Please repeat exactly the lines below from the one containing "filename crates/charter-core/src/procurement/commands.rs" down to the one containing "Registers a supplier.", both included, and nothing else.

Saved entries:

★ ★ ★ ★ ★ ★ ★

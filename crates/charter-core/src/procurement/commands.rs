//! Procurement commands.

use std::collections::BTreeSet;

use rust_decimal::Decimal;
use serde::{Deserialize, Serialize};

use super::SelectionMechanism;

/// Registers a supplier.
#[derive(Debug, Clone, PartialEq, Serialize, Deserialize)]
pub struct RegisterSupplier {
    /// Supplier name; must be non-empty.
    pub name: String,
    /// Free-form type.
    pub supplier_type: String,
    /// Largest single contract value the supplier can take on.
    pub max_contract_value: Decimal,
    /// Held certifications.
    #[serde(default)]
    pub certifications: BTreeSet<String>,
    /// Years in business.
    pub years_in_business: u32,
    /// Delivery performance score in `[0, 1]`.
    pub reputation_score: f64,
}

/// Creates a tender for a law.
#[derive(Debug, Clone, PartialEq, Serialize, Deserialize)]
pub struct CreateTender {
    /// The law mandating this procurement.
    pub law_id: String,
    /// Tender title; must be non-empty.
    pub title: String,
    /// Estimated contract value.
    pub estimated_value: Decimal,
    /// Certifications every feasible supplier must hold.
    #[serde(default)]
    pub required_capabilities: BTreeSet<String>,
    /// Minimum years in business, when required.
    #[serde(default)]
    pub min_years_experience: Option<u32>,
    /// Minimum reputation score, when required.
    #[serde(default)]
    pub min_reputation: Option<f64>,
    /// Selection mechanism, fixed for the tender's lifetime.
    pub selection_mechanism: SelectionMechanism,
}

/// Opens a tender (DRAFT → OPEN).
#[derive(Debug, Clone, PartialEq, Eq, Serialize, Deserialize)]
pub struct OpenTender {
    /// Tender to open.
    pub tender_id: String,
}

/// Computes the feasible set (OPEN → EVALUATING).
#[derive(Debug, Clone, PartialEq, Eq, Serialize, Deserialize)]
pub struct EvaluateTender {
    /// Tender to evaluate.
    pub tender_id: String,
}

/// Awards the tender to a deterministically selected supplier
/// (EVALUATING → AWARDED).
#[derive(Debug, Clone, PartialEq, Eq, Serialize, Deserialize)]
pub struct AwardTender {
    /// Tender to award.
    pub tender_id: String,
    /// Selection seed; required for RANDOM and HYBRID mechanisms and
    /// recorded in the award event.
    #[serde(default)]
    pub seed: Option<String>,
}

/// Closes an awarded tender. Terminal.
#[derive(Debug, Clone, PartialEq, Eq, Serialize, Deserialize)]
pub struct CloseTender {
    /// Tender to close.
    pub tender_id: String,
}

★ ★ ★ ★ ★ ★ ★

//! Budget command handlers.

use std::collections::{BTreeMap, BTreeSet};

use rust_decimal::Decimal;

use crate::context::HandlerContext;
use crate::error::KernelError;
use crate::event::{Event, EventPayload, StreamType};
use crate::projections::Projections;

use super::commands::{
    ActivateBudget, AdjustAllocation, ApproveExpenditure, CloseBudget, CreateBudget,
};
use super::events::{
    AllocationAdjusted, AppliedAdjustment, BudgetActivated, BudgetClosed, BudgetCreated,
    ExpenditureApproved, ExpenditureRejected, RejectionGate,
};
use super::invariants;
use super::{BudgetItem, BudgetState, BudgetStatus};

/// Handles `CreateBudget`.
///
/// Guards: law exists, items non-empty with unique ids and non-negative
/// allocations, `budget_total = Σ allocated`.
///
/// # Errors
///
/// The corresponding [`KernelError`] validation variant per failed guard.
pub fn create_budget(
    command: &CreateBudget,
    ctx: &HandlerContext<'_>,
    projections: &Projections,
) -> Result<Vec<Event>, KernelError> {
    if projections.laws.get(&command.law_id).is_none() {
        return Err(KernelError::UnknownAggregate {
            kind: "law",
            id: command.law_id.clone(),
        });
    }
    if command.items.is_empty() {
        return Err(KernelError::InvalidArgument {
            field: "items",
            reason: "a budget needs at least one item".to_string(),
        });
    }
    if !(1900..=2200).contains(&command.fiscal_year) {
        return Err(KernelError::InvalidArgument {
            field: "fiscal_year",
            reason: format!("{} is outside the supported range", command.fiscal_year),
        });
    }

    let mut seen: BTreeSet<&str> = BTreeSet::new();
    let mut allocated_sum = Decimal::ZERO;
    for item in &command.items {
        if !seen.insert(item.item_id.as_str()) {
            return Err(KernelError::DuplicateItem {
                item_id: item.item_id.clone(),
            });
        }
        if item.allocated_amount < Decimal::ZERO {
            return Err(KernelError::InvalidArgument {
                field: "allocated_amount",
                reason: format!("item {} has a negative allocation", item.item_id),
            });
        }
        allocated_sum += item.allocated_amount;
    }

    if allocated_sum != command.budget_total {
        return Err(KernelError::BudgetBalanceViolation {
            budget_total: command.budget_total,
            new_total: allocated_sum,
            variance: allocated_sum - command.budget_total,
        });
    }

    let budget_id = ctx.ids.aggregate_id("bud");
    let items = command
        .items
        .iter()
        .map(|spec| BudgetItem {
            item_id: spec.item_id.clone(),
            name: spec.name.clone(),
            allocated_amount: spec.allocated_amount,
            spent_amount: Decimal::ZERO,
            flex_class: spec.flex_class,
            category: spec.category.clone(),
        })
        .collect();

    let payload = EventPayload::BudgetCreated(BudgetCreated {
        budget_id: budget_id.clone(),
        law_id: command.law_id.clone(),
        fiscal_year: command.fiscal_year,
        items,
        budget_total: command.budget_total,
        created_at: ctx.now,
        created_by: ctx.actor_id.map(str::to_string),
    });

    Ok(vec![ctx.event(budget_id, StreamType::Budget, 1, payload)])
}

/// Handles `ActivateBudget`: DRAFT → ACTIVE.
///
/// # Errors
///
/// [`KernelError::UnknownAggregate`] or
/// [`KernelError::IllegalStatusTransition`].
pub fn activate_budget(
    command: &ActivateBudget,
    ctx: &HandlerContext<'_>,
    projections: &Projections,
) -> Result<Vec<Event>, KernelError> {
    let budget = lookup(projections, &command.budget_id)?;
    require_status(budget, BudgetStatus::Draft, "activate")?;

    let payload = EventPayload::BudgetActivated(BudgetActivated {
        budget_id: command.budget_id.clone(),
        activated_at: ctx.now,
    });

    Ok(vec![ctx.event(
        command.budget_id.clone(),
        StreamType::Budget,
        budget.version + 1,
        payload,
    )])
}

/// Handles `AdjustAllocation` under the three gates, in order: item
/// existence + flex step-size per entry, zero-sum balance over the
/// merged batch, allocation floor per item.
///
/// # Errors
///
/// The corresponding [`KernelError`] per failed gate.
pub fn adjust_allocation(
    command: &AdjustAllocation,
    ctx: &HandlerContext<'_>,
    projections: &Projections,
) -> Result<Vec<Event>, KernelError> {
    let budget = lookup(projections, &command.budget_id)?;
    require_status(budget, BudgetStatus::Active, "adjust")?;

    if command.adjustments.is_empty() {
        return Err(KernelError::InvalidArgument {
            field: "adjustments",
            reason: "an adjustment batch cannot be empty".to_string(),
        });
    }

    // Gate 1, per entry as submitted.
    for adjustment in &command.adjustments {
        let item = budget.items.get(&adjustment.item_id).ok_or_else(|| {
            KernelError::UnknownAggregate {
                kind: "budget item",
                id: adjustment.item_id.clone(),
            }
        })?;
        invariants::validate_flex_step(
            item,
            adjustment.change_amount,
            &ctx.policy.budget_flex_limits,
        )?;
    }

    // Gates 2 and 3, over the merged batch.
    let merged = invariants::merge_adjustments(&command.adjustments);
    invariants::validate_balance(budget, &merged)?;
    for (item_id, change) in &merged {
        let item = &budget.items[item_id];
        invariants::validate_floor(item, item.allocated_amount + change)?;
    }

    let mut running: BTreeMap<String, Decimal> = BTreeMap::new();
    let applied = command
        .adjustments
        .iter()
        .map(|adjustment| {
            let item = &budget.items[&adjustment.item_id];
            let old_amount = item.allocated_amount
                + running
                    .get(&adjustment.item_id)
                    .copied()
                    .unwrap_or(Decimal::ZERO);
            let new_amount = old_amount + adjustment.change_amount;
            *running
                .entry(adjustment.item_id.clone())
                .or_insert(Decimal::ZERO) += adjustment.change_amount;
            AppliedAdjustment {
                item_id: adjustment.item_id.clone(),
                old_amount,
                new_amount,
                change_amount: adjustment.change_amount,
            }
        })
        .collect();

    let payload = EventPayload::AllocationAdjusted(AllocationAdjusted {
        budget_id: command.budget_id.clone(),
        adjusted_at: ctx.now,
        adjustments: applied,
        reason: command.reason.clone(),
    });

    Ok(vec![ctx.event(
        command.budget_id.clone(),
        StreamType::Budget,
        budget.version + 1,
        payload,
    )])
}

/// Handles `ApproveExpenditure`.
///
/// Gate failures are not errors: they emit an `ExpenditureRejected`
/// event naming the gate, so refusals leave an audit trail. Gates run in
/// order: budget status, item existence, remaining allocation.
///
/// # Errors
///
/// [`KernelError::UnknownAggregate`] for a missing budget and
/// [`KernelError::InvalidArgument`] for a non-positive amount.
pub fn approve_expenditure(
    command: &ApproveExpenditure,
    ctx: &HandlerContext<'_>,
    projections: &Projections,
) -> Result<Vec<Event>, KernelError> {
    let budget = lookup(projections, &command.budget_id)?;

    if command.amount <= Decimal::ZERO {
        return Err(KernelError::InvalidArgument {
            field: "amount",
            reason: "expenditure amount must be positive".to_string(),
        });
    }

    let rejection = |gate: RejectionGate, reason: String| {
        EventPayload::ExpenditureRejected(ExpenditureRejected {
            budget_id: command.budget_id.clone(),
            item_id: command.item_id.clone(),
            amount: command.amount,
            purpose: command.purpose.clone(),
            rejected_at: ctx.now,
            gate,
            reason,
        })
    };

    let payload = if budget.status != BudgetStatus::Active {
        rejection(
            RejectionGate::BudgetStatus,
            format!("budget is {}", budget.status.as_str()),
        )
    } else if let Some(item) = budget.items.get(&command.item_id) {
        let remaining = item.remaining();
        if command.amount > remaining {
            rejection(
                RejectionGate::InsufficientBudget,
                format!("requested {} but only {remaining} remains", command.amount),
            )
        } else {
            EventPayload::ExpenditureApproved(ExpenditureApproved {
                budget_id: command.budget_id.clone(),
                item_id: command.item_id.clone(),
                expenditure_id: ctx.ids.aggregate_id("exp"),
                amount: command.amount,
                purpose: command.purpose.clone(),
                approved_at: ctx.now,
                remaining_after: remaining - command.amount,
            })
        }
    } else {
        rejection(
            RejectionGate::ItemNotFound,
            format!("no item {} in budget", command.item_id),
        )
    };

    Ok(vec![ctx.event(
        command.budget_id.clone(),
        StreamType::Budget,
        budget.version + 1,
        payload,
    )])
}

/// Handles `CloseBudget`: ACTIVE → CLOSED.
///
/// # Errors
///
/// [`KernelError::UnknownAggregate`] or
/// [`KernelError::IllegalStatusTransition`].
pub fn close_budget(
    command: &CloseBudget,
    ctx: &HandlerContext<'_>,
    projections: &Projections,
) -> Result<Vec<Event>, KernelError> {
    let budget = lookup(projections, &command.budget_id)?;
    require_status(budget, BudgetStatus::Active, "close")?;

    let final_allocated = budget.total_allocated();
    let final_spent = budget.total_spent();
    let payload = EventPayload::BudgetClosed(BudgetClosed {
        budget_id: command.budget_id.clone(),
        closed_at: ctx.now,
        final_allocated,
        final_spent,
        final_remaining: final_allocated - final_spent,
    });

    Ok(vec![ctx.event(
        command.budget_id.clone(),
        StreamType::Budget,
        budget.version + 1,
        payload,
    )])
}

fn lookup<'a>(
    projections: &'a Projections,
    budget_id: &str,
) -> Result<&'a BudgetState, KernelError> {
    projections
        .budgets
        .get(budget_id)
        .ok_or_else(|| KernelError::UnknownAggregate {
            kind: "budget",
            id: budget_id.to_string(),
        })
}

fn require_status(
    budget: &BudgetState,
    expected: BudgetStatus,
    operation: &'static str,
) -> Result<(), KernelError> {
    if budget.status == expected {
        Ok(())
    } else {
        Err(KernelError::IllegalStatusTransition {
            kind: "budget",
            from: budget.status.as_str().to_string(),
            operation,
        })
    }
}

★ ★ ★ ★ ★ ★ ★

### [Result of the task]
filename crates/charter-core/src/procurement/commands.rs
//! Procurement commands.

use std::collections::BTreeSet;

use rust_decimal::Decimal;
use serde::{Deserialize, Serialize};

use super::SelectionMechanism;

/// Registers a supplier.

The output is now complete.